The 12GB LPDDR5 RAM rumored for Pro models addresses the available-RAM constraint Chandra identified. Larger persistent model weights could remain resident rather than being evicted and reloaded between tasks.[s]
TSMC has reportedly told Apple that “2nm chip pricing will be at least 50 percent higher than 3-nanometer processors because of the cost of manufacturing and equipment.”[s] This cost structure may restrict 2nm to Pro models only.
On-Device vs. Cloud Tradeoffs
Chandra’s framework identifies where on-device AI iPhone makes sense: latency-critical tasks where “cloud round-trips add 200-500ms before you see the first token,” privacy-sensitive operations, and high-volume applications where cloud inference costs accumulate.[s]

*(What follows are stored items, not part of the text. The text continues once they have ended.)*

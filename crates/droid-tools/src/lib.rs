//! droid-tools: Built-in tools for Droid agents
//!
//! Web search, text generation, social posting, engagement (comment replies
//! and influencer interaction) and hashtag extraction, registered into an
//! orchestrator's tool registry.

use std::sync::Arc;

use droid_core::{Config, Orchestrator, Result};

pub mod engage;
pub mod generate;
pub mod hashtags;
pub mod search;
pub mod social;

pub use engage::{InfluencerTool, ReplyCommentTool, INFLUENCER_TOOL_NAME, REPLY_TOOL_NAME};
pub use generate::{GenerateTextTool, GENERATE_TOOL_NAME};
pub use hashtags::{extract_hashtags, hashtag_tool, HASHTAG_TOOL_NAME};
pub use search::{WebSearchTool, SEARCH_TOOL_NAME};
pub use social::{PostSocialTool, POST_TOOL_NAME};

/// Register all default built-in tools with the orchestrator
pub fn register_default_tools(orchestrator: &mut Orchestrator, config: &Config) -> Result<()> {
    let generator = orchestrator.generator();

    orchestrator.register_tool(Arc::new(WebSearchTool::new()))?;
    let generation = &config.llm.generation;

    orchestrator.register_tool(Arc::new(GenerateTextTool::new(
        Arc::clone(&generator),
        generation.clone(),
    )))?;
    orchestrator.register_tool(Arc::new(PostSocialTool::new(&config.social)))?;
    orchestrator.register_tool(Arc::new(ReplyCommentTool::new(
        Arc::clone(&generator),
        generation.clone(),
        &config.social,
    )))?;
    orchestrator.register_tool(Arc::new(InfluencerTool::new(
        generator,
        generation.clone(),
        &config.social,
    )))?;
    orchestrator.register_tool(Arc::new(hashtag_tool()))?;

    tracing::info!(tools = ?orchestrator.list_tools(), "Registered built-in tools");
    Ok(())
}
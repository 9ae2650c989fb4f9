//! Outward-facing result of a crew run

use std::collections::BTreeMap;

use serde::{Deserialize, Serialize};
use serde_json::json;

use crate::error::{Error, ErrorKind};

/// Result of one crew run.
///
/// On failure `task_outputs` holds only the tasks that completed before
/// the failing one.
#[derive(Debug, Clone, PartialEq, Serialize, Deserialize)]
pub struct CrewRunResult {
    pub crew: String,
    pub success: bool,
    /// Output of the root task (empty on failure)
    pub output: String,
    pub task_outputs: BTreeMap<String, String>,
    /// Tasks in the order they completed
    pub execution_order: Vec<String>,
    #[serde(default, skip_serializing_if = "Option::is_none")]
    pub error: Option<String>,
    #[serde(default, skip_serializing_if = "Option::is_none")]
    pub failed_task: Option<String>,
    #[serde(default, skip_serializing_if = "Option::is_none")]
    pub error_kind: Option<ErrorKind>,
}

impl CrewRunResult {
    pub fn success(
        crew: impl Into<String>,
        output: impl Into<String>,
        task_outputs: BTreeMap<String, String>,
        execution_order: Vec<String>,
    ) -> Self {
        Self {
            crew: crew.into(),
            success: true,
            output: output.into(),
            task_outputs,
            execution_order,
            error: None,
            failed_task: None,
            error_kind: None,
        }
    }

    /// Failure before any task ran (validation, cycle, unknown references)
    pub fn rejected(crew: impl Into<String>, error: &Error) -> Self {
        Self::failed(crew, error, None, BTreeMap::new(), Vec::new())
    }

    pub fn failed(
        crew: impl Into<String>,
        error: &Error,
        failed_task: Option<String>,
        task_outputs: BTreeMap<String, String>,
        execution_order: Vec<String>,
    ) -> Self {
        let message = match &failed_task {
            Some(task) => format!("Task '{}' failed: {}", task, error),
            None => error.to_string(),
        };

        Self {
            crew: crew.into(),
            success: false,
            output: String::new(),
            task_outputs,
            execution_order,
            error: Some(message),
            failed_task,
            error_kind: Some(error.kind()),
        }
    }

    /// Text stored as the memory record content
    pub fn summary(&self) -> String {
        match &self.error {
            Some(error) => error.clone(),
            None => self.output.clone(),
        }
    }

    /// Memory record metadata
    pub fn metadata(&self) -> serde_json::Value {
        json!({
            "success": self.success,
            "task_outputs": self.task_outputs,
            "execution_order": self.execution_order,
            "error": self.error,
            "failed_task": self.failed_task,
        })
    }
}
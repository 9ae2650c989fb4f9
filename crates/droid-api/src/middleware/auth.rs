//! Authentication middleware
//!
//! Bearer-token authentication, enforced only when `[api].key` is set.

use axum::{
    extract::{Request, State},
    http::header,
    middleware::Next,
    response::Response,
};

use crate::error::ApiError;
use crate::server::AppState;

pub async fn auth_middleware(
    State(state): State<AppState>,
    request: Request,
    next: Next,
) -> Result<Response, ApiError> {
    let provided = request
        .headers()
        .get(header::AUTHORIZATION)
        .and_then(|value| value.to_str().ok())
        .and_then(|value| value.strip_prefix("Bearer "));

    if validate_api_key(provided, state.api_key.as_deref()) {
        Ok(next.run(request).await)
    } else {
        tracing::warn!(path = %request.uri().path(), "Rejected unauthenticated request");
        Err(ApiError::AuthFailed)
    }
}

pub fn validate_api_key(provided: Option<&str>, expected: Option<&str>) -> bool {
    match (provided, expected) {
        (Some(p), Some(e)) => p == e,
        (_, None) => true,
        (None, Some(_)) => false,
    }
}
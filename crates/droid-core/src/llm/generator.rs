//! Language generation capability consumed by agents and tools

use async_trait::async_trait;
use serde::{Deserialize, Serialize};

use crate::config::GenerationConfig;
use crate::tool::ToolArgs;
use crate::Result;

use super::ToolDefinition;

/// Structured choice returned by a generation call
#[derive(Debug, Clone, PartialEq, Serialize, Deserialize)]
#[serde(tag = "type", rename_all = "snake_case")]
pub enum Decision {
    /// Invoke the named tool with these arguments
    UseTool { name: String, args: ToolArgs },
    /// Use the text directly as the output
    Respond { text: String },
}

/// Text generation backend.
///
/// `decide` offers the model a set of tools and returns a tagged choice
/// instead of free text to be parsed.
#[async_trait]
pub trait Generator: Send + Sync {
    /// Generate plain text for `prompt`
    async fn generate(&self, prompt: &str, config: &GenerationConfig) -> Result<String>;

    /// Ask the model to pick one of `tools` or answer directly
    async fn decide(
        &self,
        prompt: &str,
        tools: &[ToolDefinition],
        config: &GenerationConfig,
    ) -> Result<Decision>;
}
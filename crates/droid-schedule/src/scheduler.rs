//! Scheduler
//!
//! Runs crews on cron schedules. A single loop sleeps until the next instant
//! at which any entry fires, then runs every entry due at that instant one at
//! a time, lowest priority value first. Slots that pass while crews are
//! still running are skipped, not replayed.

use std::str::FromStr;
use std::sync::Arc;
use std::time::Duration;

use chrono::{DateTime, Utc};
use cron::Schedule as CronSchedule;
use droid_core::Orchestrator;
use tokio::sync::{broadcast, Mutex};
use tokio::task::JoinHandle;
use tracing::{error, info, warn};

use crate::config::{ScheduleConfig, ScheduleEntry};
use crate::error::{Result, ScheduleError};

pub struct SchedulerHandle {
    shutdown_tx: broadcast::Sender<()>,
    handle: JoinHandle<()>,
}

impl SchedulerHandle {
    /// Stop the scheduler; a crew already running is allowed to finish
    pub async fn stop(self) {
        let _ = self.shutdown_tx.send(());
        let _ = self.handle.await;
    }
}

struct Entry {
    spec: ScheduleEntry,
    schedule: CronSchedule,
}

pub struct Scheduler {
    entries: Vec<Entry>,
    orchestrator: Arc<Mutex<Orchestrator>>,
}

impl Scheduler {
    /// Parse every enabled entry; an invalid cron expression is rejected here
    pub fn new(config: &ScheduleConfig, orchestrator: Arc<Mutex<Orchestrator>>) -> Result<Self> {
        let entries = config
            .enabled_entries()
            .into_iter()
            .map(|spec| {
                Ok(Entry {
                    schedule: parse_cron(&spec.name, &spec.cron)?,
                    spec: spec.clone(),
                })
            })
            .collect::<Result<Vec<_>>>()?;

        Ok(Self {
            entries,
            orchestrator,
        })
    }

    pub fn len(&self) -> usize {
        self.entries.len()
    }

    pub fn is_empty(&self) -> bool {
        self.entries.is_empty()
    }

    /// The next instant strictly after `after` at which any entry fires,
    /// with the entries due then in run order
    pub fn next_batch(&self, after: DateTime<Utc>) -> Option<(DateTime<Utc>, Vec<&ScheduleEntry>)> {
        let (at, batch) = due_batch(&self.entries, after)?;
        Some((at, batch.into_iter().map(|i| &self.entries[i].spec).collect()))
    }

    pub fn start(self) -> SchedulerHandle {
        let (shutdown_tx, shutdown_rx) = broadcast::channel::<()>(1);
        let handle = tokio::spawn(self.run(shutdown_rx));

        SchedulerHandle {
            shutdown_tx,
            handle,
        }
    }

    async fn run(self, mut shutdown_rx: broadcast::Receiver<()>) {
        info!(entries = self.entries.len(), "Scheduler started");
        let mut cursor = Utc::now();

        loop {
            let Some((at, batch)) = due_batch(&self.entries, cursor) else {
                warn!("No upcoming schedule, scheduler exiting");
                break;
            };

            let delay = (at - Utc::now()).to_std().unwrap_or(Duration::ZERO);
            info!(next = %at.format("%Y-%m-%d %H:%M:%S"), due = batch.len(), "Waiting for next schedule");

            tokio::select! {
                _ = tokio::time::sleep(delay) => {
                    self.dispatch(&batch).await;
                    let (next, skipped) = resume_after(&self.entries, at, Utc::now());
                    if skipped > 0 {
                        warn!(skipped, "Scheduled crews overran, skipping missed slots");
                    }
                    cursor = next;
                }
                _ = shutdown_rx.recv() => {
                    info!("Scheduler shutdown requested");
                    break;
                }
            }
        }

        info!("Scheduler stopped");
    }

    /// Run the given entries one at a time; failures are logged only
    async fn dispatch(&self, batch: &[usize]) {
        info!(entries = batch.len(), "Dispatching scheduled crews");

        for &index in batch {
            let spec = &self.entries[index].spec;
            let orchestrator = self.orchestrator.lock().await;

            match orchestrator.run_crew(&spec.crew, &spec.inputs).await {
                Ok(result) if result.success => {
                    info!(schedule = %spec.name, crew = %spec.crew, "Scheduled crew completed");
                }
                Ok(result) => {
                    error!(
                        schedule = %spec.name,
                        crew = %spec.crew,
                        error = result.error.as_deref().unwrap_or("-"),
                        "Scheduled crew failed"
                    );
                }
                Err(e) => {
                    error!(schedule = %spec.name, crew = %spec.crew, error = %e, "Scheduled crew could not start");
                }
            }
        }
    }
}

/// Indices of the entries firing at the earliest instant after `after`,
/// ordered by priority then listed order
fn due_batch(entries: &[Entry], after: DateTime<Utc>) -> Option<(DateTime<Utc>, Vec<usize>)> {
    let upcoming: Vec<(usize, DateTime<Utc>)> = entries
        .iter()
        .enumerate()
        .filter_map(|(i, e)| e.schedule.after(&after).next().map(|t| (i, t)))
        .collect();

    let at = upcoming.iter().map(|(_, t)| *t).min()?;

    let mut batch: Vec<usize> = upcoming
        .into_iter()
        .filter(|(_, t)| *t == at)
        .map(|(i, _)| i)
        .collect();
    batch.sort_by_key(|&i| (entries[i].spec.priority, i));

    Some((at, batch))
}

/// Where to look for the next batch once the batch due at `at` has finished
/// at `now`, with the number of slots that passed in between
fn resume_after(entries: &[Entry], at: DateTime<Utc>, now: DateTime<Utc>) -> (DateTime<Utc>, usize) {
    if now <= at {
        return (at, 0);
    }

    let skipped = entries
        .iter()
        .map(|e| e.schedule.after(&at).take_while(|t| *t <= now).count())
        .sum();
    (now, skipped)
}

/// Parse a cron expression, accepting the five-field form (seconds = 0)
fn parse_cron(name: &str, expr: &str) -> Result<CronSchedule> {
    let normalized = if expr.split_whitespace().count() == 5 {
        format!("0 {}", expr)
    } else {
        expr.to_string()
    };

    CronSchedule::from_str(&normalized).map_err(|source| ScheduleError::CronParse {
        name: name.to_string(),
        expr: expr.to_string(),
        source,
    })
}
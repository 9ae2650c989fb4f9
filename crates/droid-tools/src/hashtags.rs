//! extract_hashtags tool

use std::collections::HashSet;
use std::sync::LazyLock;

use droid_core::{tool::require_str, FnTool};
use regex::Regex;
use serde_json::json;

pub const HASHTAG_TOOL_NAME: &str = "extract_hashtags";

static HASHTAG: LazyLock<Regex> =
    LazyLock::new(|| Regex::new(r"#(\w+)").expect("valid hashtag regex"));

/// Hashtags in order of first appearance, deduplicated case-insensitively
pub fn extract_hashtags(text: &str) -> Vec<String> {
    let mut seen = HashSet::new();
    HASHTAG
        .captures_iter(text)
        .filter_map(|c| c.get(1))
        .map(|m| m.as_str())
        .filter(|tag| seen.insert(tag.to_lowercase()))
        .map(|tag| format!("#{}", tag))
        .collect()
}

pub fn hashtag_tool() -> FnTool {
    FnTool::new(
        HASHTAG_TOOL_NAME,
        "Extract the hashtags used in a piece of text.",
        |args| {
            let text = require_str(args, "text")?;
            let tags = extract_hashtags(text);
            if tags.is_empty() {
                Ok("No hashtags found".to_string())
            } else {
                Ok(tags.join(" "))
            }
        },
    )
    .with_schema(json!({
        "type": "object",
        "properties": {
            "text": {"type": "string", "description": "Text to scan"}
        },
        "required": ["text"]
    }))
}
//! Error types for droid-api

use axum::{
    extract::rejection::{JsonRejection, QueryRejection},
    http::StatusCode,
    response::{IntoResponse, Response},
    Json,
};
use droid_core::ErrorKind;
use serde::Serialize;
use thiserror::Error;

#[derive(Error, Debug)]
pub enum ApiError {
    #[error("Authentication failed")]
    AuthFailed,

    #[error("Invalid request: {0}")]
    InvalidRequest(String),

    #[error("{0}")]
    Core(#[from] droid_core::Error),
}

/// Error body returned by every endpoint
#[derive(Debug, Serialize)]
pub struct ErrorResponse {
    pub error: String,
    #[serde(skip_serializing_if = "Option::is_none")]
    pub kind: Option<ErrorKind>,
}

impl ApiError {
    pub fn status(&self) -> StatusCode {
        match self {
            Self::AuthFailed => StatusCode::UNAUTHORIZED,
            Self::InvalidRequest(_) => StatusCode::BAD_REQUEST,
            Self::Core(e) => match e.kind() {
                ErrorKind::Validation | ErrorKind::Cycle => StatusCode::BAD_REQUEST,
                ErrorKind::DuplicateName => StatusCode::CONFLICT,
                ErrorKind::UnknownTool | ErrorKind::UnknownAgent | ErrorKind::UnknownEntity => {
                    StatusCode::NOT_FOUND
                }
                ErrorKind::ToolExecution | ErrorKind::Generation => StatusCode::BAD_GATEWAY,
                ErrorKind::Internal => StatusCode::INTERNAL_SERVER_ERROR,
            },
        }
    }
}

impl IntoResponse for ApiError {
    fn into_response(self) -> Response {
        let status = self.status();
        if status.is_server_error() {
            tracing::error!(error = %self, "Request failed");
        }

        let kind = match &self {
            Self::Core(e) => Some(e.kind()),
            Self::InvalidRequest(_) => Some(ErrorKind::Validation),
            Self::AuthFailed => None,
        };
        let body = ErrorResponse {
            error: self.to_string(),
            kind,
        };
        (status, Json(body)).into_response()
    }
}

/// Malformed or incomplete JSON bodies are reported like any other
/// validation failure
impl From<JsonRejection> for ApiError {
    fn from(rejection: JsonRejection) -> Self {
        Self::InvalidRequest(rejection.body_text())
    }
}

impl From<QueryRejection> for ApiError {
    fn from(rejection: QueryRejection) -> Self {
        Self::InvalidRequest(rejection.body_text())
    }
}

pub type Result<T> = std::result::Result<T, ApiError>;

The limits are explicit: “if your use case requires frontier reasoning, broad world knowledge, or long multi-turn conversations, cloud is still the better choice.”[s]
Apple’s 3-billion-parameter Foundation Model runs on the Neural Engine “for several good reasons: top energy-efficiency to maximize battery life, natively accelerated advanced compression techniques and higher peak throughput.”[s] The Argmax team observed an alternating pattern where Apple improves GPU and Neural Engine in alternating years, making the A20’s Neural Engine the next expected leap.[s]
Strategic Implications
PatSnap’s roadmap analysis states the strategic objective as enabling iPhone to run GPT-3.5-class models entirely on-device.[s] This would represent capability convergence between mobile and workloads that were typically served from cloud or data-center systems circa 2023.
Jon Peddie Research frames the business logic: “Apple is putting its investment behind AI at the edge. And iPhones, iPads, and watches are the edge, where Apple’s revenue is currently residing.”[s]
The Apple10 GPU architecture enables “graphics and ML kernels to share execution resources and memory bandwidth while developers work with a unified programming model.”[s] This integration reduces context-switch penalties when scheduling tasks across CPU, Neural Engine, and GPU.
Hardware builds capacity; software determines utilization. The A20 chip rumors describe architectural improvements; what Apple Intelligence features iOS 27 ships will determine whether users experience those improvements.[s] Researchers like Yann LeCun have proposed alternative AI architectures that challenge whether transformer-based approaches will remain dominant, but Apple’s current hardware roadmap is optimized for the transformer inference workloads that define the present moment.